Nos volvemos a encontrar unas horas más tarde, casi al amanecer, porque ambos escuchamos cuando los niños despiertan con hambre. Parecemos dos fantasmas que deambulan por la casa. Cada uno tiene a un bebé en brazos, dándoles el biberón mientras intentamos calmarlos para que se vuelvan a dormir, y la escena tiene algo tan íntimo que me desarma.
—Parece que cada vez su ciclo de sueño se alarga más —le digo en voz baja mientras arrullo a Brianna en mis brazos.
Logan, que sostiene a Brennan, me mira con una expresión casi azorada.
—Eso sería una tragedia —dice y su voz tiene una calidez descarada que me hace reír—. La mejor parte de mi madrugada es verte aquí.
Le pongo los ojos en blanco, pero sé que solo hay sinceridad en su tono. Acostamos a los gemelos y él titubea antes de cruzar el espacio que nos separa y abrazarme con cuidado, como si no quisiera dejar pasar el momento. Es un gesto tan inesperado que por un segundo me quedo completamente quieta, sintiendo el peso de su cuerpo junto al mío.
Y entonces, como si no pudiera evitarlo, me besa de nuevo. Es un beso rápido, apenas un roce, pero lo suficiente para hacer que mi corazón se dispare.

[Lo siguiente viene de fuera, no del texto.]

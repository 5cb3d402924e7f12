//! Concrete adapter implementations for ports.

pub mod csv_adapter;
pub mod file_config_adapter;
pub mod json_state_adapter;
pub mod paper_gateway;
#[cfg(feature = "sqlite")]
pub mod sqlite_state_adapter;
pub mod tracing_sink;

—Te estás aprovechando —le digo, tratando de sonar molesta, pero mi voz no tiene ni un ápice de dureza y él finge inocencia encogiéndose de hombros.
—Pues no es como que no te lo haya avisado. Addemás… extrañaba mucho tu té de fresas.
Lo miro un poco sorprendida aunque no puedo evitar sonreír. Logan tiene esa habilidad frustrante de ablandarme el alma incluso en los momentos más tensos.
Nos vamos cada uno a nuestro cuarto mientras yo carraspeo y él se rasca la nuca, tratando de meterse cada uno en sus asuntos antes de meternos uno en el otro y no de la manera más limpia.
En fin, que la mañana llega por fin y mientras termino de tomar mi café, recibo una llamada de Kolya. Contesto de inmediato y pongo el celular en altavoz, porque sé que todos los que están alrededor de la mesa les interesa lo que tiene que decirnos.
“Buenos días, Lili”. La voz de Kolya suena seria, como siempre cuando está concentrado en el trabajo. “Hice lo que me pediste. Cotejé a todas las personas que supuestamente le firmaron las donaciones de órganos a Ryker, y los resultados son... preocupantes”.
Logan y yo intercambiamos una mirada.